Best new restaurant (Japanese)
In Japanese food, too, the trend is away from more formal ryoriya in favor of the relaxed mode of the izakaya. Izayoi epitomizes this new ethos. It is sleek, chic and up-to-the-minute in its adult ambience and minimalist decor. But the reason it gets our vote is for the quality of the cooking.
Chef Yukiyoshi Hara emphasizes the virtues of jidori (premium free-range chicken), and often performs the grilling himself over a charcoal grill built into his counter tabletop. But his menu also includes much else of interest, including excellent nabe (hot pots) in the cold season.
Hara dresses in retro-chic samue work clothes, but this is a place where food, not fashion, is the focus. Equally important, though, is the sense of calm; of being able to relax and settle in. This is slow eating, Japanese style, the way it's always been done -- but with a totally contemporary accent. No wonder Joel Robuchon is treading a similar path.
Izayoi, Grand Palace Minami-Azabu Sendaizaka 2F, 1-4-5 Minami-Azabu, Minato-ku. Tel: (03) 5442-0965. Open 6 p.m.-midnight (Friday & Saturday till 2 a.m.).; closed Monday. Nearest subway: Azabu-Juban (Nanboku and Oedo lines)
Best new eatery in a traditional setting
Carmine Cozzolini clearly has a thing for old Japanese architecture.
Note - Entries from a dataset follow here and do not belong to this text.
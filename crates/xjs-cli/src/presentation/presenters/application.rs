use super::{DisplayOptions, Prefix, notes, scopes};
use crate::presentation::view_models::{CellViewModel, RowViewModel, TableViewModel};
use crate::types::Section;
use xjs_types::Application;
use xjs_types::tone::{origin_tone, revision_tone, scale_tone, workload_tone};

const COLUMNS: [&str; 10] = [
    "App", "Version", "Status", "Scale", "Charm", "Store", "Rev", "OS", "Series", "Notes",
];

pub fn present_applications(
    controllers: &[xjs_types::Controller],
    prefix: Prefix,
    options: DisplayOptions,
) -> TableViewModel {
    let mut table = prefix.table(Section::Application, &COLUMNS);

    for (controller, model) in scopes(controllers) {
        for app in model.applications() {
            if options.hide_scale_zero && app.scale() == 0 {
                continue;
            }
            let row = prefix.row(controller, model, application_row(app));
            table.rows.push(row);
        }
    }

    table
}

fn application_row(app: &Application) -> RowViewModel {
    let scale = app.scale();

    vec![
        CellViewModel::plain(&app.name),
        CellViewModel::plain(&app.version),
        CellViewModel::toned(&app.status.current, workload_tone(&app.status.current)),
        CellViewModel::toned(scale.to_string(), scale_tone(scale)),
        CellViewModel::plain(&app.charm_name),
        CellViewModel::toned(&app.charm_origin, origin_tone(app.is_from_store())),
        CellViewModel::toned(
            app.charm_rev.to_string(),
            revision_tone(app.charm_rev, app.charm_latest_rev),
        ),
        CellViewModel::plain(&app.os),
        CellViewModel::plain(&app.series),
        notes(app.notes()),
    ]
}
Following his Edocchiano, in a traditional Arakicho ryotei, and Kura, a converted storehouse off Kotto-dori, his latest operation is housed inside a beautiful wooden Taisho-era shop on Shirokane's main street. Unlike those earlier ventures, though, his 1900 Pizzeria makes no pretenses at sophisticated cucina.
The menu couldn't be simpler. You have a choice of six starters (salads or antipasti), eight pasta dishes, and 12 kinds of pizza. Nothing is priced over 1,600 yen except the wine, and even that is reasonable (2,400 yen and up). You order and pay as you enter, take your own condiments and refill your own water glass. At least you don't have to carry your own food, as the timber stairs to the second floor are quite steep.
So what if the food is unmemorable? (If you want truly remarkable pizza, go round the corner to Isola.) There's nowhere else that can hold a candle to this unique setting -- apart, that is, from the bar next door, Quienquiera, which shares the same restored building and makes the perfect destination for a snifter of grappa to round off the evening in style.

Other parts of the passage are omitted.